Stored items from a collection:
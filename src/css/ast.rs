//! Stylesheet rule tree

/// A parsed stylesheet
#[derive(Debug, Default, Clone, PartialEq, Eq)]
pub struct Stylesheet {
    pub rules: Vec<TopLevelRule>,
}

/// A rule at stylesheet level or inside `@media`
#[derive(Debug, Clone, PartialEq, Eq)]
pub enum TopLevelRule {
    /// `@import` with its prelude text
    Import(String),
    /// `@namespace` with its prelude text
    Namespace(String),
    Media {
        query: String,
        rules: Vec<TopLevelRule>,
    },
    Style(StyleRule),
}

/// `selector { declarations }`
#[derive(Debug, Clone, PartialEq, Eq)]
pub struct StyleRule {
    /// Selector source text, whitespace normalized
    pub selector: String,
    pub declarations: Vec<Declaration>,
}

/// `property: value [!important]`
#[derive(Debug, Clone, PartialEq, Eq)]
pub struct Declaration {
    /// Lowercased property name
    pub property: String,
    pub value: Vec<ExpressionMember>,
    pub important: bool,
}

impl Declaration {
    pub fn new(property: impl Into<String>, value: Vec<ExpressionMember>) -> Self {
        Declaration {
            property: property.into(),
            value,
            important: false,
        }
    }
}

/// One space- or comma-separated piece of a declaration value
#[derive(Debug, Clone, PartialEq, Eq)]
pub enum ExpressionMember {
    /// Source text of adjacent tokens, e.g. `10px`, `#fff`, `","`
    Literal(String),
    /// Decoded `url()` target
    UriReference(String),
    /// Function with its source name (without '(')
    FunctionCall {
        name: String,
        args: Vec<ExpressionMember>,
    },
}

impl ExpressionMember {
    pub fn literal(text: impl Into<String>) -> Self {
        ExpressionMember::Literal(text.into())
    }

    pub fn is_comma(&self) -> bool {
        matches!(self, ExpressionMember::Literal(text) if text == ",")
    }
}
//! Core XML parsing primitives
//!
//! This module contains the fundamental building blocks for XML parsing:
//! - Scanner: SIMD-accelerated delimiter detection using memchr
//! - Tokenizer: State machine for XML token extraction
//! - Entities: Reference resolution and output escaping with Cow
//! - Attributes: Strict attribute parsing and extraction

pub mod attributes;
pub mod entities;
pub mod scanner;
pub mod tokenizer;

--

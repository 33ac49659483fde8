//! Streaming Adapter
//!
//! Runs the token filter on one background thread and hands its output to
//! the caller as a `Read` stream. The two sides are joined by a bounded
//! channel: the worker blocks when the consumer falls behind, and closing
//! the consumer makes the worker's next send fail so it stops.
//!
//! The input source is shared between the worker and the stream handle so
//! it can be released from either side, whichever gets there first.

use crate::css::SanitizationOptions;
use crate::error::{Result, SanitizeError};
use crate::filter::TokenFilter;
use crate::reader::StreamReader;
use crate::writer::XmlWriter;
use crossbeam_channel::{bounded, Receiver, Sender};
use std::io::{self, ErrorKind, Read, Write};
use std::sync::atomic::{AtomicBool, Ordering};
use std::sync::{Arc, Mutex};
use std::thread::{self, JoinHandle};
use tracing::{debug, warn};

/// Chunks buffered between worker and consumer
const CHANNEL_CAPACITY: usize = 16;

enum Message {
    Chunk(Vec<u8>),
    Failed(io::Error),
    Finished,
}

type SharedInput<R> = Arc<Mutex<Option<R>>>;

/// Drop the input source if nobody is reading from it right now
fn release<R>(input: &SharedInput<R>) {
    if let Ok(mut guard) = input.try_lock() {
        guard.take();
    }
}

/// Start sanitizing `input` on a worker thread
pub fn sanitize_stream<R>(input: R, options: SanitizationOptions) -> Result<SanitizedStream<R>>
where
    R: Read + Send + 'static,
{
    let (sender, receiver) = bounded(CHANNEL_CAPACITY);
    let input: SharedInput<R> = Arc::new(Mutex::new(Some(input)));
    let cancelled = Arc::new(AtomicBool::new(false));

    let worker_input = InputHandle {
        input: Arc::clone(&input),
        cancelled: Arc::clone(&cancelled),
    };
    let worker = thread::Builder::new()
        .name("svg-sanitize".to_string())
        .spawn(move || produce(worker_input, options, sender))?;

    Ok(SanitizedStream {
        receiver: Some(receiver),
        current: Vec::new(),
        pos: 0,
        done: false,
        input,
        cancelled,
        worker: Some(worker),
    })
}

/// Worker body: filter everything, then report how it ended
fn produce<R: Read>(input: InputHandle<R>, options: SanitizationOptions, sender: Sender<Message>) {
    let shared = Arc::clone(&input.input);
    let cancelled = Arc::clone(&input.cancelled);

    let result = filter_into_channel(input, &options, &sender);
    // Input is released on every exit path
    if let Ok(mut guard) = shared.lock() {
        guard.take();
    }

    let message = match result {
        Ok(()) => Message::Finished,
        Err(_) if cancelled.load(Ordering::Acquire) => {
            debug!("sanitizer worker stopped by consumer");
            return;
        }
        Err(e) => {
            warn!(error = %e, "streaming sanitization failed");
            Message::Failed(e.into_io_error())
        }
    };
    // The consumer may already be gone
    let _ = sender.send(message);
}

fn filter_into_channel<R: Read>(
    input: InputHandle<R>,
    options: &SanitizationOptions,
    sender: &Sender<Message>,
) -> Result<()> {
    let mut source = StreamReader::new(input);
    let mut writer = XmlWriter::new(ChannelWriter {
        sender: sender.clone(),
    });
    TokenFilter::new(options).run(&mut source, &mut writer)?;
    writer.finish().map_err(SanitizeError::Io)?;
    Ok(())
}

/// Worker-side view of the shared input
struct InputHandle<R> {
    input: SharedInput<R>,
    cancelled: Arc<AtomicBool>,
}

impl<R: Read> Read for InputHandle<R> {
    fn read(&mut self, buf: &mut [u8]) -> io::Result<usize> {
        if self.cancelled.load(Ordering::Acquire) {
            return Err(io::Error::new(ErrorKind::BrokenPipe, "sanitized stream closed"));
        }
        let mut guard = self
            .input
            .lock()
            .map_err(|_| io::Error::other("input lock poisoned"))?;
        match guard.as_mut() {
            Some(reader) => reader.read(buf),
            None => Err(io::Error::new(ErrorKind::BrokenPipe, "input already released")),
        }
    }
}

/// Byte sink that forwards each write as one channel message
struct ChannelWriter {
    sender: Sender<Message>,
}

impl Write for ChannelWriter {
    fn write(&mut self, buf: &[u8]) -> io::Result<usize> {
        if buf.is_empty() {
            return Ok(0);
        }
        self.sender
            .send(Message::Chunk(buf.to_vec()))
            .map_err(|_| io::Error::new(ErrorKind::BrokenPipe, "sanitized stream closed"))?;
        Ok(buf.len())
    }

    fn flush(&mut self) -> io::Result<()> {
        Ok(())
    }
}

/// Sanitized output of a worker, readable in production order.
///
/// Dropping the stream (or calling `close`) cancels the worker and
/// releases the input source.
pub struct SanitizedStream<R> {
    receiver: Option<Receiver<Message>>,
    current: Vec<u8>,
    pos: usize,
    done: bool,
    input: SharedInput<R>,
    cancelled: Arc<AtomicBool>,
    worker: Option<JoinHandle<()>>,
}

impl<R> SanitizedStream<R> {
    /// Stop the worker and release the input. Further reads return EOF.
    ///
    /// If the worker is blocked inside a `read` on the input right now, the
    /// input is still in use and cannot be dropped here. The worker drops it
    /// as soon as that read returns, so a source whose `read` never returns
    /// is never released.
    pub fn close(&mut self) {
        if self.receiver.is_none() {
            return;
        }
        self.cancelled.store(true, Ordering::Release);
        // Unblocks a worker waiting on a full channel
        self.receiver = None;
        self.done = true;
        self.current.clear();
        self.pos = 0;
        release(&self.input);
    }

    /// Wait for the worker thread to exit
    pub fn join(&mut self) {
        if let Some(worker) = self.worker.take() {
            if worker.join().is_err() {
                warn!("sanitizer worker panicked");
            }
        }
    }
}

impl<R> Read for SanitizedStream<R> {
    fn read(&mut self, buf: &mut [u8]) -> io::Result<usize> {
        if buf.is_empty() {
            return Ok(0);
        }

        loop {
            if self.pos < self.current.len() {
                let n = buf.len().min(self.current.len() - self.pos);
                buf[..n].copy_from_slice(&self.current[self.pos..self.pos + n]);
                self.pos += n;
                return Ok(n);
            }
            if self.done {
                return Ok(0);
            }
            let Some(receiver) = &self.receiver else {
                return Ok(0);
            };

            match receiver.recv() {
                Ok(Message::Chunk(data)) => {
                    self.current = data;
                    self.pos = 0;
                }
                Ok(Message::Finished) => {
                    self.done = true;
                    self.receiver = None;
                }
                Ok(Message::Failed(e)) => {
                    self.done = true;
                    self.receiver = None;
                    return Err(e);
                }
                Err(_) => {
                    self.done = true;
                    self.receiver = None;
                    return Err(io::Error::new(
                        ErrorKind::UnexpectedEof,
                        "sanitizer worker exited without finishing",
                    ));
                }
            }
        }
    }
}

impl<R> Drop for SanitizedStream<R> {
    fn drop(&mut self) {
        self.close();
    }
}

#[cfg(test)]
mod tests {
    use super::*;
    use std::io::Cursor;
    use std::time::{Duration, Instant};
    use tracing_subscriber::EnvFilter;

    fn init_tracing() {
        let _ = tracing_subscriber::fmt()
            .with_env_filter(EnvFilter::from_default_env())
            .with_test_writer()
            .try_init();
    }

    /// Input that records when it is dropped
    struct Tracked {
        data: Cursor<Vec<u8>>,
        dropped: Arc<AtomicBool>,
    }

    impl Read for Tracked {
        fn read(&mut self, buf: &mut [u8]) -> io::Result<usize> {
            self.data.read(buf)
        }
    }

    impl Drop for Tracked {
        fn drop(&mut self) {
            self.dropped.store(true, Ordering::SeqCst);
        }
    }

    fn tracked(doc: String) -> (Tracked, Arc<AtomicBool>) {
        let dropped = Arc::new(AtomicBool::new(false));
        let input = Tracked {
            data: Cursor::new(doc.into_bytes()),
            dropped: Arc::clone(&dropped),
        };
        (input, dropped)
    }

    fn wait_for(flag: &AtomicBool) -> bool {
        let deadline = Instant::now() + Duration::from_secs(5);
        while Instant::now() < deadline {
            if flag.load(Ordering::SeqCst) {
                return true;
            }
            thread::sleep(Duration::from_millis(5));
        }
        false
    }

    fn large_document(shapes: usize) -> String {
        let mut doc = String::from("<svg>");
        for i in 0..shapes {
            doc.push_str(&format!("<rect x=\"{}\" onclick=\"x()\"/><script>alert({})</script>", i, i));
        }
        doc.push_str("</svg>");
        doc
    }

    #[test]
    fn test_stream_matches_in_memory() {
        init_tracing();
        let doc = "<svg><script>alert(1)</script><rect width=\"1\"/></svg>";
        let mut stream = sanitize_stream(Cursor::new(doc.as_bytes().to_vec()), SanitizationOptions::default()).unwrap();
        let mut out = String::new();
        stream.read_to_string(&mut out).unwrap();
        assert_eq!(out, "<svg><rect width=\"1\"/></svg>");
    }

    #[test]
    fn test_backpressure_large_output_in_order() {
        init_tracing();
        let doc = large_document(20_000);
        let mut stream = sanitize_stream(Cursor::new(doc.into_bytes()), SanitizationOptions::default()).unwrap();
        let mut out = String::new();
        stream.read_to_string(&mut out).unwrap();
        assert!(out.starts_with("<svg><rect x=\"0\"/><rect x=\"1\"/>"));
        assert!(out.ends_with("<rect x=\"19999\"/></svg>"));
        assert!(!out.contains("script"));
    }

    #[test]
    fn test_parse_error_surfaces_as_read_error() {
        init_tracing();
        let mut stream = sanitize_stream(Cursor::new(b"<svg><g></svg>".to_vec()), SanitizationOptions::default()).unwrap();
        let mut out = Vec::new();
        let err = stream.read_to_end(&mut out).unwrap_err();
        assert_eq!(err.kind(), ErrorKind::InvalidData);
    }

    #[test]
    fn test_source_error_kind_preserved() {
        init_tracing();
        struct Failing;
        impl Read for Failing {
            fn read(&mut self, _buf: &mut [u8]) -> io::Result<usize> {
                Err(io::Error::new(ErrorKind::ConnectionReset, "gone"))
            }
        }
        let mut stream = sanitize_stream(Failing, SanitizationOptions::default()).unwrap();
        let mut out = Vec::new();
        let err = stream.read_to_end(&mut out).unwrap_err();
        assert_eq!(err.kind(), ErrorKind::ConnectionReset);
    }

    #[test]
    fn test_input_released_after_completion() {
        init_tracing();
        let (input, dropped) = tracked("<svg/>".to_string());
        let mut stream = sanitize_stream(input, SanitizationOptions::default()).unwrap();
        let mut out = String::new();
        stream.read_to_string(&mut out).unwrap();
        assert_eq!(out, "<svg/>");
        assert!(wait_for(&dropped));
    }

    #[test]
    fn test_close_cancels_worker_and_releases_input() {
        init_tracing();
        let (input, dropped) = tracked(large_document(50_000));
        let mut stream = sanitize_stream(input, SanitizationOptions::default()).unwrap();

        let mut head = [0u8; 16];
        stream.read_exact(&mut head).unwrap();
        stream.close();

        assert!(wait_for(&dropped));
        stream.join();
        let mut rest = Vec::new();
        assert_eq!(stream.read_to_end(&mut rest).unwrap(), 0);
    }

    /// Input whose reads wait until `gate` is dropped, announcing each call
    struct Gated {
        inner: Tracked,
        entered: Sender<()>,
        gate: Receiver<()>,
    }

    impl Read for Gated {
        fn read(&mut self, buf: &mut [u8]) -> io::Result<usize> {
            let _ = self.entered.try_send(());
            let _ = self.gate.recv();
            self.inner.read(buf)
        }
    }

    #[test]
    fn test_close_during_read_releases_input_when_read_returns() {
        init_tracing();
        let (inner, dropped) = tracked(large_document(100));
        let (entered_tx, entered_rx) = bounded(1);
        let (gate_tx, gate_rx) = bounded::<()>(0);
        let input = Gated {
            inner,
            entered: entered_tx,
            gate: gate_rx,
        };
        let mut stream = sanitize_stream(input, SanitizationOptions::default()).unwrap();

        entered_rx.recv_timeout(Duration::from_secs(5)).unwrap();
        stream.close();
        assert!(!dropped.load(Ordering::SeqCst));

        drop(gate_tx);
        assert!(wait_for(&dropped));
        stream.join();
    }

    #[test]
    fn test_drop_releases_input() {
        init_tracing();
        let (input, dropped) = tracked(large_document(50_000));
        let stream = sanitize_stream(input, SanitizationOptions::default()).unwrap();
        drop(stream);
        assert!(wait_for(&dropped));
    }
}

• WHAT IS EXPECTED: Which of the lines above mention the word "sync"? Pull those lines out.

• EXERCISE RESPONSE:
use std::sync::atomic::{AtomicBool, Ordering};
use std::sync::{Arc, Mutex};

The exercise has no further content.